The Immunoproteasome in Human Disease Driven by α-Synuclein Aggregation. (a) Representative western blot analysis in human DLB and non-disease control brains for Lmp7 and the proteasome protein β5. (b) Densitometric analysis of western blots normalized to the levels of NSE protein indicate a significant increase (**p < 0.01, t-test) in Lmp7 levels in DLB brains (n = 5) compared with controls, (n = 3). (c) Concomitant with the increase in Lmp7 protein levels the chymotrypsin-like activity, a proxy for immunoproteasome activity, is increased by 189% in DLB brain compared with control brain (**p < 0.01, n = 3, t-test). (d) Immunohistochemical staining revealed increased immunoreactivity for Lmp7 in PD substantia nigra and VTA. (d₁) Representative staining for Lmp7b in control substantia nigra and (d₂) VTA. Increased Lmp7 staining in both neurons (asterisks) and glia (arrows) in PD substantia nigra (d₃) and VTA (d₄). Nuclei were counterstained with hematoxylin (blue). Scale bar = 50 μm. (e) Co-localization of Lmp7 with glial markers. Representative fluorescent staining for the astrocyte marker, GFAP; microglial marker, IBA1; and Lmp7. Overlay of GFAP, IBA1, LMP7 and Hoechst nuclear stain is displayed in the right column. Staining in non-disease control substantia nigra (e_1–4) and in VTA (e_5–8).
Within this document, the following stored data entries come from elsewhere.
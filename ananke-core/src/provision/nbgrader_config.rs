//! The per-grader `nbgrader_config.py`.

use crate::course::CourseIdentity;
use crate::layout::Layout;

/// Which parts of hidden tests are stripped from generated feedback.
#[derive(Debug, Clone, Copy, PartialEq, Eq)]
pub struct FeedbackSettings {
    /// Drop hidden test cells from feedback.
    pub remove_hidden: bool,
    /// Drop tracebacks of failed hidden tests from feedback.
    pub remove_hidden_trace: bool,
}

impl Default for FeedbackSettings {
    fn default() -> Self {
        Self {
            remove_hidden: true,
            remove_hidden_trace: false,
        }
    }
}

/// Per-grader `nbgrader_config.py`.
pub fn render(
    layout: &Layout,
    identity: &CourseIdentity,
    feedback: FeedbackSettings,
) -> String {
    let toggle = |on: bool| if on { "" } else { "#" };
    let root = layout.course_data_dir(&identity.grader_account_id);
    [
        "c = get_config()".to_string(),
        String::new(),
        format!("c.CourseDirectory.root = '{}'", root.display()),
        format!("c.CourseDirectory.course_id = '{}'", identity.course_id),
        String::new(),
        "c.GenerateFeedback.preprocessors = [".to_string(),
        "    'nbgrader.preprocessors.GetGrades',".to_string(),
        "    'nbconvert.preprocessors.CSSHTMLHeaderPreprocessor',".to_string(),
        "    # uncomment next line to remove hidden tests from feedback".to_string(),
        format!(
            "    {}'nbgrader.preprocessors.ClearHiddenTests',",
            toggle(feedback.remove_hidden)
        ),
        "    # uncomment next line to remove tracebacks of hidden tests from feedback"
            .to_string(),
        format!(
            "    {}'nbgrader.preprocessors.Execute',",
            toggle(feedback.remove_hidden_trace)
        ),
        "]".to_string(),
        String::new(),
    ]
    .join("\n")
}

#[cfg(test)]
mod tests {
    use super::*;

    fn identity() -> CourseIdentity {
        CourseIdentity {
            course_id: "c-42".into(),
            course_title: "T (c-42)".into(),
            course_title_short: "T".into(),
            grader_account_id: "c-42".into(),
        }
    }

    #[test]
    fn defaults_strip_hidden_tests_but_keep_traces() {
        let text = render(&Layout::default(), &identity(), FeedbackSettings::default());
        assert!(text.contains("c.CourseDirectory.root = '/home/c-42/course_data'"));
        assert!(text.contains("c.CourseDirectory.course_id = 'c-42'"));
        assert!(text.contains("\n    'nbgrader.preprocessors.ClearHiddenTests',"));
        assert!(text.contains("\n    #'nbgrader.preprocessors.Execute',"));
    }

    #[test]
    fn flags_toggle_independently() {
        let text = render(
            &Layout::default(),
            &identity(),
            FeedbackSettings {
                remove_hidden: false,
                remove_hidden_trace: true,
            },
        );
        assert!(text.contains("#'nbgrader.preprocessors.ClearHiddenTests',"));
        assert!(text.contains("\n    'nbgrader.preprocessors.Execute',"));
    }
}
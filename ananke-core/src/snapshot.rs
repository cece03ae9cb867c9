//! Latest instructor launch per user.
//!
//! Kore has no launch of its own; it resolves a user's current course from
//! the claims of their most recent instructor launch.

use std::io;
use std::path::PathBuf;

use tracing::debug;

use crate::error::{CoreError, Result};
use crate::fs::{OWNER_ONLY, write_atomic};
use crate::layout::Layout;
use crate::lti::LaunchClaims;

/// Latest launch claims per user, one JSON file each.
#[derive(Debug, Clone)]
pub struct SnapshotStore {
    layout: Layout,
}

impl SnapshotStore {
    /// Store writing below `layout.runtime_dir`.
    pub fn new(layout: Layout) -> Self {
        Self { layout }
    }

    fn path(&self, user: &str) -> Result<PathBuf> {
        if user.is_empty()
            || user.contains(['/', '\\', '\0'])
            || user.starts_with('.')
        {
            return Err(CoreError::InvalidContent(format!(
                "`{user}` is not a usable user name"
            )));
        }
        Ok(self.layout.snapshot_path(user))
    }

    /// Replaces the snapshot of `user`, readable by the owner only.
    pub fn store(&self, user: &str, claims: &LaunchClaims) -> Result<()> {
        let path = self.path(user)?;
        let body = serde_json::to_vec_pretty(claims)?;
        write_atomic(&path, &body, Some(OWNER_ONLY))?;
        debug!(user, path = %path.display(), "launch snapshot written");
        Ok(())
    }

    /// Loads the snapshot; a missing one is [`CoreError::NotFound`].
    pub fn load(&self, user: &str) -> Result<LaunchClaims> {
        let path = self.path(user)?;
        let bytes = std::fs::read(&path).map_err(|err| match err.kind() {
            io::ErrorKind::NotFound => CoreError::NotFound(format!(
                "no launch recorded for {user}"
            )),
            _ => CoreError::Io(err),
        })?;
        let value: serde_json::Value = serde_json::from_slice(&bytes)
            .map_err(|err| CoreError::InvalidContent(err.to_string()))?;
        LaunchClaims::from_value(value)
    }
}

#[cfg(test)]
mod tests {
    use super::*;
    use serde_json::json;

    #[test]
    fn snapshot_is_private_and_reloadable() {
        use std::os::unix::fs::PermissionsExt;

        let dir = tempfile::tempdir().unwrap();
        let layout = Layout::rooted_at(dir.path());
        let store = SnapshotStore::new(layout.clone());
        let claims = LaunchClaims::from_value(json!({ "sub": "42" })).unwrap();

        store.store("alice", &claims).unwrap();

        assert_eq!(store.load("alice").unwrap(), claims);
        let mode = std::fs::metadata(layout.snapshot_path("alice"))
            .unwrap()
            .permissions()
            .mode();
        assert_eq!(mode & 0o777, 0o600);
    }

    #[test]
    fn missing_snapshot_is_not_found() {
        let dir = tempfile::tempdir().unwrap();
        let store = SnapshotStore::new(Layout::rooted_at(dir.path()));
        assert!(matches!(store.load("bob"), Err(CoreError::NotFound(_))));
    }

    #[test]
    fn path_like_user_names_are_rejected() {
        let dir = tempfile::tempdir().unwrap();
        let store = SnapshotStore::new(Layout::rooted_at(dir.path()));
        assert!(matches!(
            store.load("../etc/passwd"),
            Err(CoreError::InvalidContent(_))
        ));
    }
}
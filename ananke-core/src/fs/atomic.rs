use std::fs::{self, Permissions};
use std::io::{self, Write};
use std::os::unix::fs::PermissionsExt;
use std::path::Path;

use tempfile::NamedTempFile;

/// `rw-------`, used for files that carry tokens or launch claims.
pub const OWNER_ONLY: u32 = 0o600;

const DEFAULT_MODE: u32 = 0o644;

/// Replaces `path` with `bytes` via a temp file in the same directory.
///
/// Readers see either the previous content or the new content, never a
/// partial write. With `mode` unset the previous file's permissions carry
/// over (new files get `0644`).
pub fn write_atomic(path: &Path, bytes: &[u8], mode: Option<u32>) -> io::Result<()> {
    let dir = match path.parent() {
        Some(parent) if !parent.as_os_str().is_empty() => parent,
        _ => Path::new("."),
    };
    fs::create_dir_all(dir)?;

    let mode = match mode {
        Some(mode) => mode,
        None => match fs::metadata(path) {
            Ok(meta) => meta.permissions().mode() & 0o7777,
            Err(err) if err.kind() == io::ErrorKind::NotFound => DEFAULT_MODE,
            Err(err) => return Err(err),
        },
    };

    let mut tmp = NamedTempFile::new_in(dir)?;
    tmp.write_all(bytes)?;
    tmp.as_file().sync_all()?;
    fs::set_permissions(tmp.path(), Permissions::from_mode(mode))?;
    tmp.persist(path).map_err(|err| err.error)?;
    Ok(())
}
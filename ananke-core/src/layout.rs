//! Where Ananke keeps things on disk.

use std::path::{Path, PathBuf};

/// Filesystem locations shared by every component.
///
/// Nothing here touches the disk; the layout only knows how paths are built.
#[derive(Debug, Clone, PartialEq, Eq)]
pub struct Layout {
    /// Parent of the grader home directories (`/home`).
    pub home_root: PathBuf,
    /// Parent of the dynamic-user state directories (`/var/lib/private`).
    pub private_root: PathBuf,
    /// Directory holding per-user LTI snapshots.
    pub runtime_dir: PathBuf,
    /// JSON array of instructors whose extensions were already activated.
    pub instructors_file: PathBuf,
    /// Hub configuration fragment with the course services, roles and groups.
    pub registry_file: PathBuf,
    /// Global nbgrader configuration carrying the course title index.
    pub nbgrader_config_file: PathBuf,
    /// Root of the nbgrader exchange directory.
    pub exchange_root: PathBuf,
    /// Directory with the LTI tool key pair (`lti_key` and `lti_key.json`).
    pub keys_dir: PathBuf,
}

impl Default for Layout {
    fn default() -> Self {
        Self {
            home_root: PathBuf::from("/home"),
            private_root: PathBuf::from("/var/lib/private"),
            runtime_dir: PathBuf::from("/opt/kore/runtime"),
            instructors_file: PathBuf::from("/opt/kore/runtime/instructors.json"),
            registry_file: PathBuf::from(
                "/etc/jupyterhub/jupyterhub_config.d/40_courses.py",
            ),
            nbgrader_config_file: PathBuf::from(
                "/etc/jupyter/nbgrader_config.py",
            ),
            exchange_root: PathBuf::from("/opt/nbgrader_exchange"),
            keys_dir: PathBuf::from("/opt/kore/keys"),
        }
    }
}

impl Layout {
    /// Builds a layout with every location nested under `root`.
    pub fn rooted_at(root: impl AsRef<Path>) -> Self {
        let root = root.as_ref();
        Self {
            home_root: root.join("home"),
            private_root: root.join("var/lib/private"),
            runtime_dir: root.join("opt/kore/runtime"),
            instructors_file: root.join("opt/kore/runtime/instructors.json"),
            registry_file: root.join("etc/jupyterhub/40_courses.py"),
            nbgrader_config_file: root.join("etc/jupyter/nbgrader_config.py"),
            exchange_root: root.join("opt/nbgrader_exchange"),
            keys_dir: root.join("opt/kore/keys"),
        }
    }

    /// Home directory of a grader account.
    pub fn grader_home(&self, grader: &str) -> PathBuf {
        self.home_root.join(grader)
    }

    /// nbgrader course root of a grader account.
    pub fn course_data_dir(&self, grader: &str) -> PathBuf {
        self.grader_home(grader).join("course_data")
    }

    /// The course gradebook (`gradebook.db`).
    pub fn gradebook_path(&self, grader: &str) -> PathBuf {
        self.course_data_dir(grader).join("gradebook.db")
    }

    /// The course `info.json` read by Kore.
    pub fn course_info_path(&self, grader: &str) -> PathBuf {
        self.course_data_dir(grader).join("info.json")
    }

    /// Per-grader nbgrader configuration.
    pub fn grader_nbgrader_config(&self, grader: &str) -> PathBuf {
        self.grader_home(grader)
            .join(".jupyter")
            .join("nbgrader_config.py")
    }

    /// State directory of a dynamic hub user; backups land here.
    pub fn private_home(&self, user: &str) -> PathBuf {
        self.private_root.join(user)
    }

    /// Latest LTI launch snapshot of `user`.
    pub fn snapshot_path(&self, user: &str) -> PathBuf {
        self.runtime_dir.join(format!("lti_{user}.json"))
    }

    /// nbgrader exchange directory of one course.
    pub fn exchange_dir(&self, course_id: &str) -> PathBuf {
        self.exchange_root.join(course_id)
    }

    /// PEM private key used to sign LMS client assertions.
    pub fn private_key_path(&self) -> PathBuf {
        self.keys_dir.join("lti_key")
    }

    /// Public key in JWK form, served as the tool JWKS.
    pub fn public_jwk_path(&self) -> PathBuf {
        self.keys_dir.join("lti_key.json")
    }
}

#[cfg(test)]
mod tests {
    use super::*;

    #[test]
    fn rooted_layout_keeps_paths_under_root() {
        let layout = Layout::rooted_at("/tmp/x");
        assert_eq!(
            layout.gradebook_path("c-1"),
            PathBuf::from("/tmp/x/home/c-1/course_data/gradebook.db")
        );
        assert_eq!(
            layout.snapshot_path("alice"),
            PathBuf::from("/tmp/x/opt/kore/runtime/lti_alice.json")
        );
    }
}
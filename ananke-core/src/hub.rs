//! Client for the hub's REST API.

use std::fmt;
use std::time::Duration;

use async_trait::async_trait;
use reqwest::{Client, Method, StatusCode};
use serde::{Deserialize, Serialize};
use thiserror::Error;
use tracing::{debug, warn};

/// Hub REST API failures.
#[derive(Debug, Error)]
pub enum HubError {
    /// The request did not complete.
    #[error("hub request failed: {0}")]
    Http(#[from] reqwest::Error),

    /// The hub answered with an error status.
    #[error("hub returned {status} for {url}: {body}")]
    Status {
        /// Response status.
        status: StatusCode,
        /// Requested URL.
        url: String,
        /// Response body, for the log.
        body: String,
    },

    /// The hub has no such user.
    #[error("hub user {0} not found")]
    UnknownUser(String),
}

/// Operations Ananke needs from the hub.
///
/// `base_path` is the hub's URL prefix (`""` or `"jhub/"`).
#[cfg_attr(any(test, feature = "test-support"), mockall::automock)]
#[async_trait]
pub trait HubApi: Send + Sync {
    /// Adds existing hub users to `group`.
    async fn add_group_members(
        &self,
        base_path: &str,
        group: &str,
        users: &[String],
    ) -> Result<(), HubError>;

    /// Removes users from `group`.
    async fn remove_group_members(
        &self,
        base_path: &str,
        group: &str,
        users: &[String],
    ) -> Result<(), HubError>;

    /// True when `user` is a hub admin.
    async fn is_admin(&self, base_path: &str, user: &str) -> Result<bool, HubError>;
}

#[derive(Serialize)]
struct GroupMembers<'a> {
    users: &'a [String],
}

#[derive(Deserialize)]
struct HubUser {
    #[serde(default)]
    admin: bool,
}

/// `reqwest` implementation authenticating with a service token.
#[derive(Clone)]
pub struct HubClient {
    http: Client,
    api_url: String,
    token: Option<String>,
}

impl fmt::Debug for HubClient {
    fn fmt(&self, f: &mut fmt::Formatter<'_>) -> fmt::Result {
        f.debug_struct("HubClient")
            .field("api_url", &self.api_url)
            .field("token", &self.token.as_ref().map(|_| "<redacted>"))
            .finish()
    }
}

impl HubClient {
    /// Client for the hub API at `api_url`, authenticated with `token`.
    pub fn new(
        api_url: impl Into<String>,
        token: Option<String>,
    ) -> Result<Self, HubError> {
        let http = Client::builder().timeout(Duration::from_secs(10)).build()?;
        Ok(Self {
            http,
            api_url: api_url.into().trim_end_matches('/').to_string(),
            token,
        })
    }

    /// Full URL of `path` below the API of the hub served at `base_path`.
    pub fn endpoint(&self, base_path: &str, path: &str) -> String {
        format!("{}/{base_path}hub/api/{path}", self.api_url)
    }

    async fn send<T: Serialize + ?Sized>(
        &self,
        method: Method,
        url: &str,
        body: Option<&T>,
    ) -> Result<reqwest::Response, HubError> {
        let mut request = self.http.request(method.clone(), url);
        if let Some(token) = &self.token {
            request = request.bearer_auth(token);
        }
        if let Some(body) = body {
            request = request.json(body);
        }
        let response = request.send().await?;
        let status = response.status();
        debug!(%method, url, %status, "hub api call");
        if status.is_success() {
            return Ok(response);
        }
        let body = response.text().await.unwrap_or_default();
        warn!(%method, url, %status, "hub api call rejected");
        Err(HubError::Status {
            status,
            url: url.to_string(),
            body,
        })
    }

    async fn group_members(
        &self,
        method: Method,
        base_path: &str,
        group: &str,
        users: &[String],
    ) -> Result<(), HubError> {
        let url = self.endpoint(base_path, &format!("groups/{group}/users"));
        self.send(method, &url, Some(&GroupMembers { users })).await?;
        Ok(())
    }
}

#[async_trait]
impl HubApi for HubClient {
    async fn add_group_members(
        &self,
        base_path: &str,
        group: &str,
        users: &[String],
    ) -> Result<(), HubError> {
        self.group_members(Method::POST, base_path, group, users).await
    }

    async fn remove_group_members(
        &self,
        base_path: &str,
        group: &str,
        users: &[String],
    ) -> Result<(), HubError> {
        self.group_members(Method::DELETE, base_path, group, users).await
    }

    async fn is_admin(
        &self,
        base_path: &str,
        user: &str,
    ) -> Result<bool, HubError> {
        let url = self.endpoint(base_path, &format!("users/{user}"));
        let response = self
            .send::<()>(Method::GET, &url, None)
            .await
            .map_err(|err| match err {
                HubError::Status { status, .. }
                    if status == StatusCode::NOT_FOUND =>
                {
                    HubError::UnknownUser(user.to_string())
                }
                other => other,
            })?;
        Ok(response.json::<HubUser>().await?.admin)
    }
}
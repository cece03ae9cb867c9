use std::path::Path;

use axum::{
    Json,
    extract::{State, rejection::JsonRejection},
};
use serde::Serialize;

use ananke_core::lms::ScoreFailure;

use crate::application::CourseManager;
use crate::handlers::{CoursePathRequest, require_path, require_user};
use crate::infra::{app_state::AppState, errors::AppResult};

#[derive(Debug, Serialize)]
pub struct GradesResponse {
    pub message: String,
    pub sent: Vec<String>,
    pub failed: Vec<ScoreFailure>,
}

/// Sends every gradebook score of the course at `path` to the LMS.
///
/// Scores are posted one student at a time; a rejected score is listed in
/// `failed` and does not stop the others.
pub async fn push_grades_handler(
    State(state): State<AppState>,
    payload: Result<Json<CoursePathRequest>, JsonRejection>,
) -> AppResult<Json<GradesResponse>> {
    let Json(request) = payload?;
    let user = require_user(&request.user)?;
    let path = require_path(&request.path)?;
    let report = CourseManager::new(&state)
        .push_grades(user, Path::new(path))
        .await?;
    let message = if report.is_complete() {
        "Grades sent successfully!"
    } else {
        "Some grades could not be sent."
    };
    Ok(Json(GradesResponse {
        message: message.to_string(),
        sent: report.sent,
        failed: report.failed,
    }))
}
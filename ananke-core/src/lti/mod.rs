//! LTI 1.3 launch claims.

mod claims;

pub use claims::{LaunchClaims, LaunchRole, claim};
Increased staining for Lmp7 in the PD substantia nigra (e_9–12) and in the VTA (e_12–16). Lmp7 co-localized with both astrocytes and microglia. Staining increased in glial processes and soma (arrows) and neurons (asterisks) in PD substantia nigra relative to normal controls. Lmp7 staining increased in astrocytes and microglia (arrows) of PD VTA relative to non-disease controls. Scale bar = 20 μm.